→ WHAT YOU SHOULD DO
Restate the records so that not a single word differs.
****
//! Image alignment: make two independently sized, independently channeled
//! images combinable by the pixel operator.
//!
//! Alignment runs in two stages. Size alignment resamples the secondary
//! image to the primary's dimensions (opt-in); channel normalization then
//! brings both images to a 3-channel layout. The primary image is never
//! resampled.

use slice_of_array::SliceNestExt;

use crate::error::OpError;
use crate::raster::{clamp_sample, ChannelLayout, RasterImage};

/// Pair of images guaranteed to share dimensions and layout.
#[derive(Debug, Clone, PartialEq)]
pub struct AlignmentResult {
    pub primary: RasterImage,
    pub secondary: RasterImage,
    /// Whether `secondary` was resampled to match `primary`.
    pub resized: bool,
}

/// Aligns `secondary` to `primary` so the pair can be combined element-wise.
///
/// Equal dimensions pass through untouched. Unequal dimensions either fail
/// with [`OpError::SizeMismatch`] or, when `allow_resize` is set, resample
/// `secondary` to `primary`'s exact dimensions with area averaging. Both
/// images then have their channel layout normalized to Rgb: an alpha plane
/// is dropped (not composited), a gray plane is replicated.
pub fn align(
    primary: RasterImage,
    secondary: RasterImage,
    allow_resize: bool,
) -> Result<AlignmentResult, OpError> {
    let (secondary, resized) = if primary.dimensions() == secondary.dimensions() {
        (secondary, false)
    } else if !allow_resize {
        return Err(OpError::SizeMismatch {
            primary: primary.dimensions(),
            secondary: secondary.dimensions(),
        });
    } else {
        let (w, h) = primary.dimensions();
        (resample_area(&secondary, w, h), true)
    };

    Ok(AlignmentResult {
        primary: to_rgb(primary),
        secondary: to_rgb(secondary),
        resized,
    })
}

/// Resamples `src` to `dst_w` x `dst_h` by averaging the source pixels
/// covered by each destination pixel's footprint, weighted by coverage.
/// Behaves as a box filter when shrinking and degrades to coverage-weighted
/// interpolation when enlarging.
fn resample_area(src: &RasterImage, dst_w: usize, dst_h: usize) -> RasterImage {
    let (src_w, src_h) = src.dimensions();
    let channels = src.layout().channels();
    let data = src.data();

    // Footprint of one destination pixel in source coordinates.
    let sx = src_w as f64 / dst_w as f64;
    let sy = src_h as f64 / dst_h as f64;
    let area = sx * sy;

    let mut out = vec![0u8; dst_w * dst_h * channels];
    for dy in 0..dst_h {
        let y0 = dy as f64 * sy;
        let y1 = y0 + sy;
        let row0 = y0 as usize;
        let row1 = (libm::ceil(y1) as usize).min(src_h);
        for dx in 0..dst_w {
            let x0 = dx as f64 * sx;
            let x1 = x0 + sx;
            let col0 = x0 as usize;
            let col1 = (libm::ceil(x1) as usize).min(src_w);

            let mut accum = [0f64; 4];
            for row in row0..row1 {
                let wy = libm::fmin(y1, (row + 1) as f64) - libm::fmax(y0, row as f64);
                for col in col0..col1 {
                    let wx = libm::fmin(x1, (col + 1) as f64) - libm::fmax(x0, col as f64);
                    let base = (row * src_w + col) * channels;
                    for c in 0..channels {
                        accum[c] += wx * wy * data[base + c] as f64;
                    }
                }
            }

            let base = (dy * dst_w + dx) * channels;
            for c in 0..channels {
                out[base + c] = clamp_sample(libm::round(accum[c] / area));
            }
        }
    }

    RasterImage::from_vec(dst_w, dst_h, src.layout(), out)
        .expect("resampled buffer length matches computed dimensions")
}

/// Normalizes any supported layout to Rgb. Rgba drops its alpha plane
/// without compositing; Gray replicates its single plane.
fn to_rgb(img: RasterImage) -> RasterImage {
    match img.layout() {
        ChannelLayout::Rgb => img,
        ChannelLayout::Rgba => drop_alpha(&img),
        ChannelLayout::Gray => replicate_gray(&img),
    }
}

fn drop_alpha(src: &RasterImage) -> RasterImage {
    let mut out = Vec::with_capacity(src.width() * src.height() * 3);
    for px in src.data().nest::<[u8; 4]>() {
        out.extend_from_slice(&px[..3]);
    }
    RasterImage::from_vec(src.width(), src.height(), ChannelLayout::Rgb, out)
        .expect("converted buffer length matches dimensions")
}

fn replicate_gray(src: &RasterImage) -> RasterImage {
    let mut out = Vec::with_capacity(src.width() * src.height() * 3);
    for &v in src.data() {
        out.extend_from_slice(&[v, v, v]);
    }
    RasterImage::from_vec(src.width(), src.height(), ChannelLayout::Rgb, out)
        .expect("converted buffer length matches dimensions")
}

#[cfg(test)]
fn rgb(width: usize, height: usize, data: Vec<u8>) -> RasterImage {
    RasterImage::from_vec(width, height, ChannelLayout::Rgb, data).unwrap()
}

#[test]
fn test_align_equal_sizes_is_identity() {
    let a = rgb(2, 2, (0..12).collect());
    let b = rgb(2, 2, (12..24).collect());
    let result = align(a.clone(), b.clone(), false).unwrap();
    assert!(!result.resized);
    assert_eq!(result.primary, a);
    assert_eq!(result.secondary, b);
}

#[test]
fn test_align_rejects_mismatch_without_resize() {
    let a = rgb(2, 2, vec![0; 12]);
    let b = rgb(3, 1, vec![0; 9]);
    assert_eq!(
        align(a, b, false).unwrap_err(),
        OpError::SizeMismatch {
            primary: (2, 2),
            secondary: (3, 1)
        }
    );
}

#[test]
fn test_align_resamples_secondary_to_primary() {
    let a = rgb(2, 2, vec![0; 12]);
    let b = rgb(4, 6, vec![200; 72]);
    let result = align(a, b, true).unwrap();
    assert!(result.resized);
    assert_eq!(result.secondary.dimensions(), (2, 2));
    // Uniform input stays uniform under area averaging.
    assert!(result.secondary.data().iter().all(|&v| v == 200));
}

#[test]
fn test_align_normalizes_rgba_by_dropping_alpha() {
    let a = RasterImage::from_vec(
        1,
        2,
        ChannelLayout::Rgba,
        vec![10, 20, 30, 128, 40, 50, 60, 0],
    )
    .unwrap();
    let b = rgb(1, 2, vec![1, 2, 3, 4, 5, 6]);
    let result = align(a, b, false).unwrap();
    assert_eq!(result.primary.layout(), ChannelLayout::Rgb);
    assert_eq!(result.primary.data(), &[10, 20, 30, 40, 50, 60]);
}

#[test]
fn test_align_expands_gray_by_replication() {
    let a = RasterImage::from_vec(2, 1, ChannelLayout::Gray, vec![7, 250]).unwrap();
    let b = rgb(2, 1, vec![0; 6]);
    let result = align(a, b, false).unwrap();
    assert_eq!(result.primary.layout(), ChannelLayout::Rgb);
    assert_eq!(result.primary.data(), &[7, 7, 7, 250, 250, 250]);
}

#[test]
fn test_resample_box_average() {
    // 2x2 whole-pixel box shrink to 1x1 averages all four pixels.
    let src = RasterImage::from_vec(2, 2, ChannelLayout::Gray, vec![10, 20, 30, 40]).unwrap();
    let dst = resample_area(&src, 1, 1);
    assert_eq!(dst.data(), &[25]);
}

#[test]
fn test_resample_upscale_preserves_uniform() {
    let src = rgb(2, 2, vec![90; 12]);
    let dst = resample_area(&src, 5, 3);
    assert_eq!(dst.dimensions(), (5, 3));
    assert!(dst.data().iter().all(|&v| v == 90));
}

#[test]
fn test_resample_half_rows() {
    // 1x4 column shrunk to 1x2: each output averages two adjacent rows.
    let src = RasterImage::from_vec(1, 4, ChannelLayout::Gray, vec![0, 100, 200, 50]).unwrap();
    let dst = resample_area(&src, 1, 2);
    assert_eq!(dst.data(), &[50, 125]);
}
****
→ RESPONSE BOX
//! Image alignment: make two independently sized, independently channeled
//! images combinable by the pixel operator.
//!
//! Alignment runs in two stages. Size alignment resamples the secondary
//! image to the primary's dimensions (opt-in); channel normalization then
//! brings both images to a 3-channel layout. The primary image is never
//! resampled.

use slice_of_array::SliceNestExt;

use crate::error::OpError;
use crate::raster::{clamp_sample, ChannelLayout, RasterImage};

/// Pair of images guaranteed to share dimensions and layout.
#[derive(Debug, Clone, PartialEq)]
pub struct AlignmentResult {
    pub primary: RasterImage,
    pub secondary: RasterImage,
    /// Whether `secondary` was resampled to match `primary`.
    pub resized: bool,
}

/// Aligns `secondary` to `primary` so the pair can be combined element-wise.
///
/// Equal dimensions pass through untouched. Unequal dimensions either fail
/// with [`OpError::SizeMismatch`] or, when `allow_resize` is set, resample
/// `secondary` to `primary`'s exact dimensions with area averaging. Both
/// images then have their channel layout normalized to Rgb: an alpha plane
/// is dropped (not composited), a gray plane is replicated.
pub fn align(
    primary: RasterImage,
    secondary: RasterImage,
    allow_resize: bool,
) -> Result<AlignmentResult, OpError> {
    let (secondary, resized) = if primary.dimensions() == secondary.dimensions() {
        (secondary, false)
    } else if !allow_resize {
        return Err(OpError::SizeMismatch {
            primary: primary.dimensions(),
            secondary: secondary.dimensions(),
        });
    } else {
        let (w, h) = primary.dimensions();
        (resample_area(&secondary, w, h), true)
    };

    Ok(AlignmentResult {
        primary: to_rgb(primary),
        secondary: to_rgb(secondary),
        resized,
    })
}

/// Resamples `src` to `dst_w` x `dst_h` by averaging the source pixels
/// covered by each destination pixel's footprint, weighted by coverage.
/// Behaves as a box filter when shrinking and degrades to coverage-weighted
/// interpolation when enlarging.
fn resample_area(src: &RasterImage, dst_w: usize, dst_h: usize) -> RasterImage {
    let (src_w, src_h) = src.dimensions();
    let channels = src.layout().channels();
    let data = src.data();

    // Footprint of one destination pixel in source coordinates.
    let sx = src_w as f64 / dst_w as f64;
    let sy = src_h as f64 / dst_h as f64;
    let area = sx * sy;

    let mut out = vec![0u8; dst_w * dst_h * channels];
    for dy in 0..dst_h {
        let y0 = dy as f64 * sy;
        let y1 = y0 + sy;
        let row0 = y0 as usize;
        let row1 = (libm::ceil(y1) as usize).min(src_h);
        for dx in 0..dst_w {
            let x0 = dx as f64 * sx;
            let x1 = x0 + sx;
            let col0 = x0 as usize;
            let col1 = (libm::ceil(x1) as usize).min(src_w);

            let mut accum = [0f64; 4];
            for row in row0..row1 {
                let wy = libm::fmin(y1, (row + 1) as f64) - libm::fmax(y0, row as f64);
                for col in col0..col1 {
                    let wx = libm::fmin(x1, (col + 1) as f64) - libm::fmax(x0, col as f64);
                    let base = (row * src_w + col) * channels;
                    for c in 0..channels {
                        accum[c] += wx * wy * data[base + c] as f64;
                    }
                }
            }

            let base = (dy * dst_w + dx) * channels;
            for c in 0..channels {
                out[base + c] = clamp_sample(libm::round(accum[c] / area));
            }
        }
    }

    RasterImage::from_vec(dst_w, dst_h, src.layout(), out)
        .expect("resampled buffer length matches computed dimensions")
}

/// Normalizes any supported layout to Rgb. Rgba drops its alpha plane
/// without compositing; Gray replicates its single plane.
fn to_rgb(img: RasterImage) -> RasterImage {
    match img.layout() {
        ChannelLayout::Rgb => img,
        ChannelLayout::Rgba => drop_alpha(&img),
        ChannelLayout::Gray => replicate_gray(&img),
    }
}

fn drop_alpha(src: &RasterImage) -> RasterImage {
    let mut out = Vec::with_capacity(src.width() * src.height() * 3);
    for px in src.data().nest::<[u8; 4]>() {
        out.extend_from_slice(&px[..3]);
    }
    RasterImage::from_vec(src.width(), src.height(), ChannelLayout::Rgb, out)
        .expect("converted buffer length matches dimensions")
}

fn replicate_gray(src: &RasterImage) -> RasterImage {
    let mut out = Vec::with_capacity(src.width() * src.height() * 3);
    for &v in src.data() {
        out.extend_from_slice(&[v, v, v]);
    }
    RasterImage::from_vec(src.width(), src.height(), ChannelLayout::Rgb, out)
        .expect("converted buffer length matches dimensions")
}

#[cfg(test)]
fn rgb(width: usize, height: usize, data: Vec<u8>) -> RasterImage {
    RasterImage::from_vec(width, height, ChannelLayout::Rgb, data).unwrap()
}

#[test]
fn test_align_equal_sizes_is_identity() {
    let a = rgb(2, 2, (0..12).collect());
    let b = rgb(2, 2, (12..24).collect());
    let result = align(a.clone(), b.clone(), false).unwrap();
    assert!(!result.resized);
    assert_eq!(result.primary, a);
    assert_eq!(result.secondary, b);
}

#[test]
fn test_align_rejects_mismatch_without_resize() {
    let a = rgb(2, 2, vec![0; 12]);
    let b = rgb(3, 1, vec![0; 9]);
    assert_eq!(
        align(a, b, false).unwrap_err(),
        OpError::SizeMismatch {
            primary: (2, 2),
            secondary: (3, 1)
        }
    );
}

#[test]
fn test_align_resamples_secondary_to_primary() {
    let a = rgb(2, 2, vec![0; 12]);
    let b = rgb(4, 6, vec![200; 72]);
    let result = align(a, b, true).unwrap();
    assert!(result.resized);
    assert_eq!(result.secondary.dimensions(), (2, 2));
    // Uniform input stays uniform under area averaging.
    assert!(result.secondary.data().iter().all(|&v| v == 200));
}

#[test]
fn test_align_normalizes_rgba_by_dropping_alpha() {
    let a = RasterImage::from_vec(
        1,
        2,
        ChannelLayout::Rgba,
        vec![10, 20, 30, 128, 40, 50, 60, 0],
    )
    .unwrap();
    let b = rgb(1, 2, vec![1, 2, 3, 4, 5, 6]);
    let result = align(a, b, false).unwrap();
    assert_eq!(result.primary.layout(), ChannelLayout::Rgb);
    assert_eq!(result.primary.data(), &[10, 20, 30, 40, 50, 60]);
}

#[test]
fn test_align_expands_gray_by_replication() {
    let a = RasterImage::from_vec(2, 1, ChannelLayout::Gray, vec![7, 250]).unwrap();
    let b = rgb(2, 1, vec![0; 6]);
    let result = align(a, b, false).unwrap();
    assert_eq!(result.primary.layout(), ChannelLayout::Rgb);
    assert_eq!(result.primary.data(), &[7, 7, 7, 250, 250, 250]);
}

#[test]
fn test_resample_box_average() {
    // 2x2 whole-pixel box shrink to 1x1 averages all four pixels.
    let src = RasterImage::from_vec(2, 2, ChannelLayout::Gray, vec![10, 20, 30, 40]).unwrap();
    let dst = resample_area(&src, 1, 1);
    assert_eq!(dst.data(), &[25]);
}

#[test]
fn test_resample_upscale_preserves_uniform() {
    let src = rgb(2, 2, vec![90; 12]);
    let dst = resample_area(&src, 5, 3);
    assert_eq!(dst.dimensions(), (5, 3));
    assert!(dst.data().iter().all(|&v| v == 90));
}

#[test]
fn test_resample_half_rows() {
    // 1x4 column shrunk to 1x2: each output averages two adjacent rows.
    let src = RasterImage::from_vec(1, 4, ChannelLayout::Gray, vec![0, 100, 200, 50]).unwrap();
    let dst = resample_area(&src, 1, 2);
    assert_eq!(dst.data(), &[50, 125]);
}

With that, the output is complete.